A veces, cuando nos tocaba dormir en Moquegua, salíamos a la terraza del hotel, el Flaco sacaba la guitarra y me decía: “Una más, para acompañar la noche y soñar mejor”. Y tocaba La Nochera o Balderrama, bajito, como si fuera un rezo. Yo lo escuchaba, y sentía que el tiempo se borraba. Que ese sonido me unía otra vez con mi infancia, con mi viejo, con todo lo que amaba sin decirlo.
El tiempo se encargó de separarnos, me vine a Lima a trabajar y dejamos de vernos por muchos años. El día que el Flaco se fue, me quedé mudo y lloré. Lloré solo en mi casa y no supe qué hacer con tanto silencio. Era como si se hubiera apagado una frecuencia del aire, una de esas que no se oyen pero se sienten. De pronto, sin pensarlo, agarré la guitarra y empecé a tocar “Zamba por vos”. Casi no recordaba los acordes, pero en medio del punteo sentí que algo —o alguien— me acompañaba. Y ahí lo entendí: el Flaco no se había ido del todo. Se había quedado en las cuerdas, en mi forma de rasguear, en mi manera de sentir la música.
Desde entonces, cada vez que agarro la guitarra, cierro los ojos igual que él. Dejo que mis dedos vayan despacio, que la zamba me lleve donde quiera. Y siempre, en algún momento, escucho su voz, fuerte, sentida, casi como el viento del sur, diciéndome:
—Cante, Gato… cante fuerte, deje que la emoción brote.
Entonces sonrío, porque sé que el Flaco anda cerca. A veces en el eco de una zamba, a veces en el olor de mi copa de pisco, a veces en la curva de una carretera. Fue mi maestro sin proponérselo, mi amigo sin buscarlo, y el puente entre mi viejo y yo.

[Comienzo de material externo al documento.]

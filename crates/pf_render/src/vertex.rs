#[repr(C)]
#[derive(Copy, Clone, Debug, bytemuck::Pod, bytemuck::Zeroable)]
pub struct SpriteVertex {
    pub position: [f32; 2],
    pub tex_coords: [f32; 2],
    pub color: [f32; 4],
}

/// Indices for the two triangles of one quad, relative to its first vertex.
pub const QUAD_INDICES: [u32; 6] = [0, 1, 2, 0, 2, 3];

impl SpriteVertex {
    /// Four corners of an axis-aligned quad in y-down world space, wound
    /// top-left, top-right, bottom-right, bottom-left. `flip_x` mirrors the
    /// texture horizontally without moving the quad.
    pub fn quad(
        left: f32,
        top: f32,
        width: f32,
        height: f32,
        flip_x: bool,
        color: [f32; 4],
    ) -> [SpriteVertex; 4] {
        let (u0, u1) = if flip_x { (1.0, 0.0) } else { (0.0, 1.0) };
        let right = left + width;
        let bottom = top + height;
        [
            SpriteVertex {
                position: [left, top],
                tex_coords: [u0, 0.0],
                color,
            },
            SpriteVertex {
                position: [right, top],
                tex_coords: [u1, 0.0],
                color,
            },
            SpriteVertex {
                position: [right, bottom],
                tex_coords: [u1, 1.0],
                color,
            },
            SpriteVertex {
                position: [left, bottom],
                tex_coords: [u0, 1.0],
                color,
            },
        ]
    }

    pub fn layout() -> wgpu::VertexBufferLayout<'static> {
        wgpu::VertexBufferLayout {
            array_stride: std::mem::size_of::<SpriteVertex>() as wgpu::BufferAddress,
            step_mode: wgpu::VertexStepMode::Vertex,
            attributes: &[
                // position
                wgpu::VertexAttribute {
                    offset: std::mem::offset_of!(SpriteVertex, position) as wgpu::BufferAddress,
                    shader_location: 0,
                    format: wgpu::VertexFormat::Float32x2,
                },
                // tex_coords
                wgpu::VertexAttribute {
                    offset: std::mem::offset_of!(SpriteVertex, tex_coords) as wgpu::BufferAddress,
                    shader_location: 1,
                    format: wgpu::VertexFormat::Float32x2,
                },
                // color
                wgpu::VertexAttribute {
                    offset: std::mem::offset_of!(SpriteVertex, color) as wgpu::BufferAddress,
                    shader_location: 2,
                    format: wgpu::VertexFormat::Float32x4,
                },
            ],
        }
    }
}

Gracias a él aprendí que tocar la guitarra es una forma de rezar. Que la música no se enseña: se contagia. Y que hay canciones que no terminan nunca… solo cambian de voz.
Así que, cada vez que toco, lo hago por los dos. Por el niño que lo miraba con los ojos llenos de agüita, y por el hombre que tuvo la suerte de llamarlo amigo. Porque en cada zamba que canto, el Flaco vuelve —flaco, sonriente y eterno— a sentarse a mi lado, guitarra en mano, y el mundo, una vez más, se detiene.